- Directions: Select from the records below every line that has the word "conflicting" in it.

[Data provided — start]

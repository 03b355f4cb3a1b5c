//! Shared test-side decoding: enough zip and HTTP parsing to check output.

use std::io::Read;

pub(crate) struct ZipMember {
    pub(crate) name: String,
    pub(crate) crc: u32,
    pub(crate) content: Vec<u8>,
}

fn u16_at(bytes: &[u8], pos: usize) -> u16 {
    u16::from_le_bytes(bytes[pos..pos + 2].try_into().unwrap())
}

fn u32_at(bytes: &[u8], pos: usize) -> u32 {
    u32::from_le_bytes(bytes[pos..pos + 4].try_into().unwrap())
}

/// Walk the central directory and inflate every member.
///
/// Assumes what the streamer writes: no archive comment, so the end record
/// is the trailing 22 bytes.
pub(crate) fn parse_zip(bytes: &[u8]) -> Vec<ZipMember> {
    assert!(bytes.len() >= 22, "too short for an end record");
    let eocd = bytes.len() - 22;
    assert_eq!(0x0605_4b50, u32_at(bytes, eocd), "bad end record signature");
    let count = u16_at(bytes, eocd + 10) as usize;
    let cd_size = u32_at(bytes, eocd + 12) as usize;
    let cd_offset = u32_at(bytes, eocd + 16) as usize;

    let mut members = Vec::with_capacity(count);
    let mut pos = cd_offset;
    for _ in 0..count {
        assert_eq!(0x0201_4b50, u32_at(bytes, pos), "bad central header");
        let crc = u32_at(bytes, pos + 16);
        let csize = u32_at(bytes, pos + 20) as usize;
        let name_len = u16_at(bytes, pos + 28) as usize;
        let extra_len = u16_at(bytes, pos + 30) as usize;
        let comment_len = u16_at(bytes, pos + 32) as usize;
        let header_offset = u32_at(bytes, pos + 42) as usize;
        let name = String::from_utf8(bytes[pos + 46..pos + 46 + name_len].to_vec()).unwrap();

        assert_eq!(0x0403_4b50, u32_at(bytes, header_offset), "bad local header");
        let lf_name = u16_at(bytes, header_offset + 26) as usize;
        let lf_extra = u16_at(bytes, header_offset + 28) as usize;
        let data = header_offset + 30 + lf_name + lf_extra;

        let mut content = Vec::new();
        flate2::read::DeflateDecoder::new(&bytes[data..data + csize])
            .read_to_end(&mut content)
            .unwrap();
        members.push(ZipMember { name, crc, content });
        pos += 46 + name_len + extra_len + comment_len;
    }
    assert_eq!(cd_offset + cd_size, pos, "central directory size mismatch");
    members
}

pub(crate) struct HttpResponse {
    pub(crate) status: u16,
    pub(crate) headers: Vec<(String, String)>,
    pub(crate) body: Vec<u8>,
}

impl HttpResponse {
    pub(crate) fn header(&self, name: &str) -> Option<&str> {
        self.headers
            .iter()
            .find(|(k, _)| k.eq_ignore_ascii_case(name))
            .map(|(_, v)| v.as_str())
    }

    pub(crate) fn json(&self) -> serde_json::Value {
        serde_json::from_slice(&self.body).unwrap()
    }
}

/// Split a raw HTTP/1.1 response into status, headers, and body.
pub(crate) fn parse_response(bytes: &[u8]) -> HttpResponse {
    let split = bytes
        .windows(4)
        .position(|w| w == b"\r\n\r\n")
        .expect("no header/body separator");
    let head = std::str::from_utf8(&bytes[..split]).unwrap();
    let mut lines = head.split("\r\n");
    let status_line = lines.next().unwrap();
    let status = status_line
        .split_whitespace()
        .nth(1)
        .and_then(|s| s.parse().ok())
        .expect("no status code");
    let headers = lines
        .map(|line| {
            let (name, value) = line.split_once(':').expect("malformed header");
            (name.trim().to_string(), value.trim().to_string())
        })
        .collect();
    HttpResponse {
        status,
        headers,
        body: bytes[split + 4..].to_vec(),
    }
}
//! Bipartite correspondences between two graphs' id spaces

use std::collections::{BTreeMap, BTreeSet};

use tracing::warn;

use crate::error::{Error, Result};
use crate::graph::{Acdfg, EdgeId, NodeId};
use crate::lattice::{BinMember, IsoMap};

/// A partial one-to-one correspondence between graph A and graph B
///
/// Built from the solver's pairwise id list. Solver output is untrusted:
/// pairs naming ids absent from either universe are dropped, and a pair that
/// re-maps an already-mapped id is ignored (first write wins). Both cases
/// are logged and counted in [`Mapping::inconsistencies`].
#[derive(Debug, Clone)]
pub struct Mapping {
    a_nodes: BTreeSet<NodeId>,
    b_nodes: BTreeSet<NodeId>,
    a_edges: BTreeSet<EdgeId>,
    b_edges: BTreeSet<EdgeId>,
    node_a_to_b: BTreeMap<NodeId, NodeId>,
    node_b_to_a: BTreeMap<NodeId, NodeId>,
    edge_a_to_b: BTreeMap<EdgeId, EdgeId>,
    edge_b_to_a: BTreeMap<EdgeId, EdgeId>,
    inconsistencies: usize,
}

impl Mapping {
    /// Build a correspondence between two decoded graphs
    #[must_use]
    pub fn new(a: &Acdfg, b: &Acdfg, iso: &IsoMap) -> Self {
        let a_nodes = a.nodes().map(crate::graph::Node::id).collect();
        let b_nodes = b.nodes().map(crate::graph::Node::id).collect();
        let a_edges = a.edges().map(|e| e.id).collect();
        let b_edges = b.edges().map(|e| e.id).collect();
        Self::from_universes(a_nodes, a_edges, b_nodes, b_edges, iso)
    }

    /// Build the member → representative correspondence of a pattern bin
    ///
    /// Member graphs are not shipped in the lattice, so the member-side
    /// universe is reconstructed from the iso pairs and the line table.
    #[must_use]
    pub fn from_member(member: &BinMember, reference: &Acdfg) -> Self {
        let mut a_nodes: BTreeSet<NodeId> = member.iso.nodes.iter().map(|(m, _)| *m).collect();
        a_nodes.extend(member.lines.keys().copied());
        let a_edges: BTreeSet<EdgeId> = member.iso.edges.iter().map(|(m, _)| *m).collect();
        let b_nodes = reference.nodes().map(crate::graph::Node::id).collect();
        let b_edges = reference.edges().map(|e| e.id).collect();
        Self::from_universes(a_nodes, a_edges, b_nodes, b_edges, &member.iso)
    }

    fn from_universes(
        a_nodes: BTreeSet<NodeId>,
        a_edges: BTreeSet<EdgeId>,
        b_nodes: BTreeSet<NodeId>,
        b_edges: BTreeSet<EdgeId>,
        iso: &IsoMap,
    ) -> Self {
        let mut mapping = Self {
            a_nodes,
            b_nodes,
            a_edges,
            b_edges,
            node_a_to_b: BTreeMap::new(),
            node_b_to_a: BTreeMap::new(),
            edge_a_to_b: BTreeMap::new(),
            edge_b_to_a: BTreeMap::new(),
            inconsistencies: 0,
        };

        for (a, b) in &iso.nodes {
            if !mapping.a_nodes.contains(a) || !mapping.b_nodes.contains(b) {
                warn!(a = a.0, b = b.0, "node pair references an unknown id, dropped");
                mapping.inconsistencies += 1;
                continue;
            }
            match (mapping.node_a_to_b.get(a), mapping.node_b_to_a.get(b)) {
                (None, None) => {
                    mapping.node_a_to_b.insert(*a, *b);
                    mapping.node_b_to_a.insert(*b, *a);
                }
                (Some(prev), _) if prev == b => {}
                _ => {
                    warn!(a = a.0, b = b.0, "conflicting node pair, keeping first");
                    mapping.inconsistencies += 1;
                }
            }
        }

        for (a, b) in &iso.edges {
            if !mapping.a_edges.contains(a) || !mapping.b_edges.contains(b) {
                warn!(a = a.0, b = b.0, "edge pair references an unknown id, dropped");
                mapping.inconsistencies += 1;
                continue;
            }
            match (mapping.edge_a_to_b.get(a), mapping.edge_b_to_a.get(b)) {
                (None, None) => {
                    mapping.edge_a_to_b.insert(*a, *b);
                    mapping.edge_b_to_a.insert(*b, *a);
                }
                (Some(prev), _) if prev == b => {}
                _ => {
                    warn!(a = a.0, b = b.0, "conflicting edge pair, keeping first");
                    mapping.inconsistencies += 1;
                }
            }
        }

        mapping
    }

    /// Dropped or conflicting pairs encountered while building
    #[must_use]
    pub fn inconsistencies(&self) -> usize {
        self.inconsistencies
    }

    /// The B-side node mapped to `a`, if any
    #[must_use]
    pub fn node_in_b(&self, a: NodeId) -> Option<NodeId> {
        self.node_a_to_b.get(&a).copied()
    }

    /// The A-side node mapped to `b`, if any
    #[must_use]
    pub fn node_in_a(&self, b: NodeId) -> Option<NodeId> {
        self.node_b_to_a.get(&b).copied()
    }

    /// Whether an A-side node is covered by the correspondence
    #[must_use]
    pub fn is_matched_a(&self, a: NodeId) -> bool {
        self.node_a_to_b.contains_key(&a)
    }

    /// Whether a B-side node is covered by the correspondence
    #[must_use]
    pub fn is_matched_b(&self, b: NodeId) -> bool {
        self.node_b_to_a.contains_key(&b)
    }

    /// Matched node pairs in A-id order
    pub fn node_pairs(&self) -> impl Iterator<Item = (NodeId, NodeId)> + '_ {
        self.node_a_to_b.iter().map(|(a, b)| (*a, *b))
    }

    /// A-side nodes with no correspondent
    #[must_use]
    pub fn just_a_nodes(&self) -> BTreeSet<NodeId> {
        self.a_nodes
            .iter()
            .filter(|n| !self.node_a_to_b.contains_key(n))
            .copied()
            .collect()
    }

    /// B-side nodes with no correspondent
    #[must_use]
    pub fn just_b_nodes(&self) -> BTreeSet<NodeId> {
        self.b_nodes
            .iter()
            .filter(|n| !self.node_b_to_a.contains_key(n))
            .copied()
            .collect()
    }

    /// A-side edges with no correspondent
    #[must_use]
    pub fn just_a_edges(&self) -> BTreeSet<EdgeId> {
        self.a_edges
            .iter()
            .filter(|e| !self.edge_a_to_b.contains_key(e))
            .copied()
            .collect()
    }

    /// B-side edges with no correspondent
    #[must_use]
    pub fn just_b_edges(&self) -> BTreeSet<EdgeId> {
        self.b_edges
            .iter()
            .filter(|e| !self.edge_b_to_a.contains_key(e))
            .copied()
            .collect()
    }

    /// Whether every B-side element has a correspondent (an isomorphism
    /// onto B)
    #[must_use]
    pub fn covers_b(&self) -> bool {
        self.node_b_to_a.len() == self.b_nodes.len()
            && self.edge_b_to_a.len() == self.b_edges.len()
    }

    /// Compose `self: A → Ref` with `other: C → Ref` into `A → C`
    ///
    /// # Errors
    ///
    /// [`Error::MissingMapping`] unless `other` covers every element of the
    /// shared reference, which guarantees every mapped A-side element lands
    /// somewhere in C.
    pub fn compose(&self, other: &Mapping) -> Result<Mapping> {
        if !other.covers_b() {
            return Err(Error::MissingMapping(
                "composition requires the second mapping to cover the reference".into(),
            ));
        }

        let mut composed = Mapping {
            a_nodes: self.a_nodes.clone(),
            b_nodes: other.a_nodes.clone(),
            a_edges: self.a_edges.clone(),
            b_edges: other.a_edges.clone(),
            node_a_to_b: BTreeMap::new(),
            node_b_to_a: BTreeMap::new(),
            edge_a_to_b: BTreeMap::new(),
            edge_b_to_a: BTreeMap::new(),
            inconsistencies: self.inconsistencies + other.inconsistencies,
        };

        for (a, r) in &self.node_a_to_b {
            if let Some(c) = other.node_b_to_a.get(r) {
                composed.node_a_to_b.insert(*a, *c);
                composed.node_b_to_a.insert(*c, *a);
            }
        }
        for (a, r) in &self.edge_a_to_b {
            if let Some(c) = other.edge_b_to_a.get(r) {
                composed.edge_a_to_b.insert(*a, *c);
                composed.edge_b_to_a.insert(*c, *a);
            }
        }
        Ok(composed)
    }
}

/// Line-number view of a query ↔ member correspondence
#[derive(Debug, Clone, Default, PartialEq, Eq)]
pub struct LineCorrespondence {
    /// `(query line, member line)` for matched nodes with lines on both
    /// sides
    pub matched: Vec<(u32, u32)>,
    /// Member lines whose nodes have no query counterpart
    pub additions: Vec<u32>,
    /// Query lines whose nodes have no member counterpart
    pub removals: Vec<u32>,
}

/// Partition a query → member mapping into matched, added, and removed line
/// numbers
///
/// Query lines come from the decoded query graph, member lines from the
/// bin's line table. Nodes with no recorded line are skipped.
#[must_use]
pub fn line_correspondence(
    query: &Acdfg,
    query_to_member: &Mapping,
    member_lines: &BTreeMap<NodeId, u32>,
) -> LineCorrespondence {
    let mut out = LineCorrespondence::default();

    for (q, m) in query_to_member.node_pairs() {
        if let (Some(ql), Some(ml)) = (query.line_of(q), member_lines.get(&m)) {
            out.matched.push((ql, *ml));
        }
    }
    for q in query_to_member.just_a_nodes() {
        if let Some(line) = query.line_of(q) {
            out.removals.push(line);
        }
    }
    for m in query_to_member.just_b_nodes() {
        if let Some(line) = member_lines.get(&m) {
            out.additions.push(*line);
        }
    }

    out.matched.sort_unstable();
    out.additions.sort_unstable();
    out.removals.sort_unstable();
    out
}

[Data provided — finish]

- Your solution:
                    warn!(a = a.0, b = b.0, "conflicting node pair, keeping first");
                    warn!(a = a.0, b = b.0, "conflicting edge pair, keeping first");
    /// Dropped or conflicting pairs encountered while building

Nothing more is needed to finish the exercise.